Question

Consider the east wall of a house that has a thickness of \(L\) The outer surface of the wall exchanges heat by both convection and radiation. The interior of the house is maintained at \(T_{\infty \text { l }}\), while the ambient air temperature outside remains at \(T_{c e 2}\). The sky, the ground, and the surfaces of the surrounding structures at this location can be modeled as a surface at an effective temperature of \(T_{\text {sky }}\) for radiation exchange on the outer surface. The radiation exchange between the inner surface of the wall and the surfaces of the walls, floor, and ceiling it faces is negligible. The convection heat transfer coefficients on the inner and outer surfaces of the wall are \(h_{1}\) and \(h_{2}\), respectively. The thermal conductivity of the wall material is \(k\) and the emissivity of the outer surface is \(\varepsilon_{2}\). Assuming the heat transfer through the wall to be steady and one-dimensional, express the mathematical formulation (the differential equation and the boundary and initial conditions) of this heat conduction problem. Do not solve.

Short answer

Answer: The mathematical formulation of the heat conduction problem consists of the heat conduction equation and boundary conditions. Heat Conduction Equation: \(\frac{d^2 T}{dx^2} = 0\) Boundary Conditions: 1. Inner Surface (x = 0): \(-k \frac{dT}{dx} \Big|_{x=0} = h_1 (T_\text{l} - T(0))\) 2. Outer Surface (x = L): \(-k \frac{dT}{dx} \Big|_{x=L} = h_2 (T_\text{e2} - T(L)) + \varepsilon_2 \sigma (T_\text{sky}^4 - T(L)^4)\)

Step-by-step solution

- Define the temperature distribution function

Let \(T(x)\) represent the temperature distribution within the wall at distance \(x\) from the inner surface. The wall thickness is \(L\), and the temperature at \(x = 0\) is \(T_\text{l}\) (interior temperature), while the temperature at \(x = L\) is the outer surface temperature \(T_\text{o}\).

- Write down the heat conduction equation

We can write Fourier's law of heat conduction for the wall: \(\frac{d^2 T}{ dx^2} = 0\) As the problem assumes steady-state and one-dimensional heat transfer, the second-order derivative of temperature with respect to \(x\) equals zero.

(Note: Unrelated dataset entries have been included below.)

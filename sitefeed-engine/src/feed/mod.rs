pub mod demo;
pub mod mutations;
pub mod sort;
pub mod store;


pub use mutations::{MutationCoordinator, MutationError};
pub use sort::display_order;
pub use store::{FeedStore, FEED_PAGE_SIZE};
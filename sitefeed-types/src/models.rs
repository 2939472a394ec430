use chrono::{DateTime, Utc};
use serde::{Deserialize, Serialize};
use uuid::Uuid;

use crate::ids::PostId;

// Custom serde module for DateTime to ensure RFC3339 string format
mod datetime_format {
    use chrono::{DateTime, Utc};
    use serde::{self, Deserialize, Deserializer, Serializer};

    pub fn serialize<S>(date: &DateTime<Utc>, serializer: S) -> Result<S::Ok, S::Error>
    where
        S: Serializer,
    {
        let s = date.to_rfc3339();
        serializer.serialize_str(&s)
    }

    pub fn deserialize<'de, D>(deserializer: D) -> Result<DateTime<Utc>, D::Error>
    where
        D: Deserializer<'de>,
    {
        let s = String::deserialize(deserializer)?;
        s.parse::<DateTime<Utc>>().map_err(serde::de::Error::custom)
    }
}

/// Color assigned when the directory has none for a user.
pub const DEFAULT_DISPLAY_COLOR: &str = "#607d8b";

fn default_color() -> String {
    DEFAULT_DISPLAY_COLOR.to_string()
}

/// Post author as embedded in feed responses.
#[derive(Debug, Clone, Serialize, Deserialize)]
pub struct Author {
    pub id: Uuid,
    pub first_name: String,
    pub last_name: String,
    #[serde(default)]
    pub role: String,
    #[serde(default = "default_color")]
    pub color: String,
}

impl Author {
    pub fn full_name(&self) -> String {
        format!("{} {}", self.first_name, self.last_name)
    }
}

/// Who a post is shown to.
#[derive(Debug, Clone, PartialEq, Serialize, Deserialize, Default)]
#[serde(tag = "type", content = "sites", rename_all = "snake_case")]
pub enum Audience {
    #[default]
    Everyone,
    Sites(Vec<String>),
}

#[derive(Debug, Clone, Serialize, Deserialize)]
pub struct Post {
    pub id: PostId,
    pub content: String,
    pub author: Author,
    #[serde(default)]
    pub audience: Audience,
    #[serde(default)]
    pub pinned: bool,
    #[serde(default)]
    pub urgent: bool,
    #[serde(with = "datetime_format")]
    pub created_at: DateTime<Utc>,
    /// Ids of users who liked this post; never contains duplicates.
    #[serde(default)]
    pub likes: Vec<Uuid>,
    /// Denormalized like counter kept in step with `likes`.
    #[serde(default)]
    pub like_count: i32,
    #[serde(default)]
    pub comments: Vec<Comment>,
}

impl Post {
    pub fn is_liked_by(&self, user_id: Uuid) -> bool {
        self.likes.contains(&user_id)
    }
}

#[derive(Debug, Clone, Serialize, Deserialize)]
pub struct Comment {
    pub id: Uuid,
    pub content: String,
    pub author: Author,
    #[serde(with = "datetime_format")]
    pub created_at: DateTime<Utc>,
}

/// Directory entry offered by the mention autocomplete. Immutable once
/// fetched.
#[derive(Debug, Clone, Serialize, Deserialize)]
pub struct MentionSuggestion {
    pub id: Uuid,
    pub first_name: String,
    pub last_name: String,
    #[serde(default)]
    pub role: String,
    #[serde(default = "default_color")]
    pub color: String,
}

impl MentionSuggestion {
    pub fn full_name(&self) -> String {
        format!("{} {}", self.first_name, self.last_name)
    }
}

/// One page of the activity feed.
#[derive(Debug, Clone, Serialize, Deserialize)]
pub struct FeedPage {
    pub items: Vec<Post>,
    pub page: u32,
    pub pages: u32,
}

/// One page of the user directory.
#[derive(Debug, Clone, Serialize, Deserialize)]
pub struct UserPage {
    pub items: Vec<MentionSuggestion>,
    pub page: u32,
    pub pages: u32,
}

// Request types for API

#[derive(Debug, Serialize, Deserialize)]
pub struct CreatePostRequest {
    pub content: String,
    pub audience: Audience,
    pub urgent: bool,
}

#[derive(Debug, Serialize, Deserialize)]
pub struct CreateCommentRequest {
    pub content: String,
}

#[derive(Debug, Serialize, Deserialize)]
pub struct ErrorResponse {
    pub error: String,
    pub details: Option<String>,
}
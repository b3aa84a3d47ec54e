use sharkwire_common::{Clock, PiBus};

use super::{LineState, Modem};
use crate::Result;

impl<B: PiBus, C: Clock> Modem<B, C> {
    /// Bring the line up and wait for the modem to answer.
    ///
    /// Returns `Ok(true)` once clear-to-send is seen and `Ok(false)` if the
    /// handshake timeout runs out first. A silent modem and a slow one look
    /// the same from here. `Err` only carries fatal bus errors.
    pub fn init(&mut self) -> Result<bool> {
        self.state = LineState::Unconfigured;

        self.port.set_directions(self.config.directions)?;
        self.enter(LineState::DirectionsSet);

        self.idle()?;
        self.enter(LineState::IdleHigh);

        // TX stays high; the modem only reacts if the pulse is held long
        // enough for its detector.
        self.port.write_pins(self.config.ready_pattern)?;
        self.enter(LineState::ReadyAsserted);
        self.clock.wait_ms(self.config.settle_ms);

        self.idle()?;
        self.enter(LineState::IdleSettled);

        if self.poll_clear_to_send()? {
            self.enter(LineState::Ready);
            log::info!("modem clear to send");
            Ok(true)
        } else {
            self.enter(LineState::TimedOut);
            log::warn!(
                "modem did not clear to send within {} ms",
                self.config.handshake_timeout_ms
            );
            Ok(false)
        }
    }

    /// Tight poll on the CTS sense bit, bounded by elapsed ticks only.
    fn poll_clear_to_send(&mut self) -> Result<bool> {
        let timeout = self.clock.ticks_from_ms(self.config.handshake_timeout_ms);
        let start = self.clock.ticks();
        while self.clock.ticks_since(start) < timeout {
            if self.clear_to_send()? {
                return Ok(true);
            }
        }
        Ok(false)
    }
}
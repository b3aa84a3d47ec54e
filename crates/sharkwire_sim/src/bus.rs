use sharkwire_common::PiBus;

use crate::{Gal, SimModem, SimTime, OPEN_BUS, PI_ACCESS_TICKS};

/// Address ranges the PI can reach (cartridge domains 1 and 2).
const PI_RANGES: [(u32, u32); 5] = [
    (0x0500_0000, 0x05FF_FFFF),
    (0x0600_0000, 0x07FF_FFFF),
    (0x0800_0000, 0x0FFF_FFFF),
    (0x1000_0000, 0x1FBF_FFFF),
    (0x1FD0_0000, 0x7FFF_FFFF),
];

/// PI bus with the GAL plugged into the cartridge slot.
///
/// Every access costs [`PI_ACCESS_TICKS`] of virtual time.
pub struct SimBus {
    time: SimTime,
    gal: Gal,
    accesses: u64,
}

impl SimBus {
    pub fn new(time: SimTime, gal: Gal) -> Self {
        Self {
            time,
            gal,
            accesses: 0,
        }
    }

    pub fn gal(&self) -> &Gal {
        &self.gal
    }

    pub fn gal_mut(&mut self) -> &mut Gal {
        &mut self.gal
    }

    pub fn modem(&self) -> &SimModem {
        self.gal.modem()
    }

    pub fn modem_mut(&mut self) -> &mut SimModem {
        self.gal.modem_mut()
    }

    pub fn time(&self) -> &SimTime {
        &self.time
    }

    /// Number of reads and writes issued so far.
    pub fn accesses(&self) -> u64 {
        self.accesses
    }

    fn begin_access(&mut self, address: u32) -> u64 {
        if !self.is_accessible(address) {
            log::warn!("PI access to unreachable address {address:#010x}");
        }
        self.accesses += 1;
        self.time.advance(PI_ACCESS_TICKS)
    }
}

impl PiBus for SimBus {
    fn is_accessible(&self, address: u32) -> bool {
        PI_RANGES
            .iter()
            .any(|&(start, end)| (start..=end).contains(&address))
    }

    fn read32(&mut self, address: u32) -> u32 {
        let now = self.begin_access(address);
        if !self.is_accessible(address) {
            return OPEN_BUS;
        }
        self.gal.read(address, now)
    }

    fn write32(&mut self, address: u32, value: u32) {
        let now = self.begin_access(address);
        if self.is_accessible(address) {
            self.gal.write(address, value, now);
        }
    }
}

- Determine the boundary conditions at x = 0 (inner surface)

At the inner surface (x = 0), the boundary condition is determined by the heat transfer between the wall surface and the interior air through convection: \(-k \frac{dT}{dx} \Big|_{x=0} = h_1 (T_\text{l} - T(0))\)

- Determine the boundary conditions at x = L (outer surface)

At the outer surface (x = L), the boundary condition is determined by the heat transfer with the ambient air through convection and radiation: \(-k \frac{dT}{dx} \Big|_{x=L} = h_2 (T_\text{e2} - T(L)) + \varepsilon_2 \sigma (T_\text{sky}^4 - T(L)^4)\) Where \(\sigma\) is the Stefan-Boltzmann constant.

- Present the final mathematical formulation

With the heat conduction equation and the boundary conditions identified, we can summarize the mathematical formulation of this problem as follows: Heat Conduction Equation: \(\frac{d^2 T}{dx^2} = 0\) Boundary Conditions: 1. Inner Surface (x = 0): \(-k \frac{dT}{dx} \Big|_{x=0} = h_1 (T_\text{l} - T(0))\) 2. Outer Surface (x = L): \(-k \frac{dT}{dx} \Big|_{x=L} = h_2 (T_\text{e2} - T(L)) + \varepsilon_2 \sigma (T_\text{sky}^4 - T(L)^4)\) This is the final mathematical formulation for this heat conduction problem, as asked in the exercise.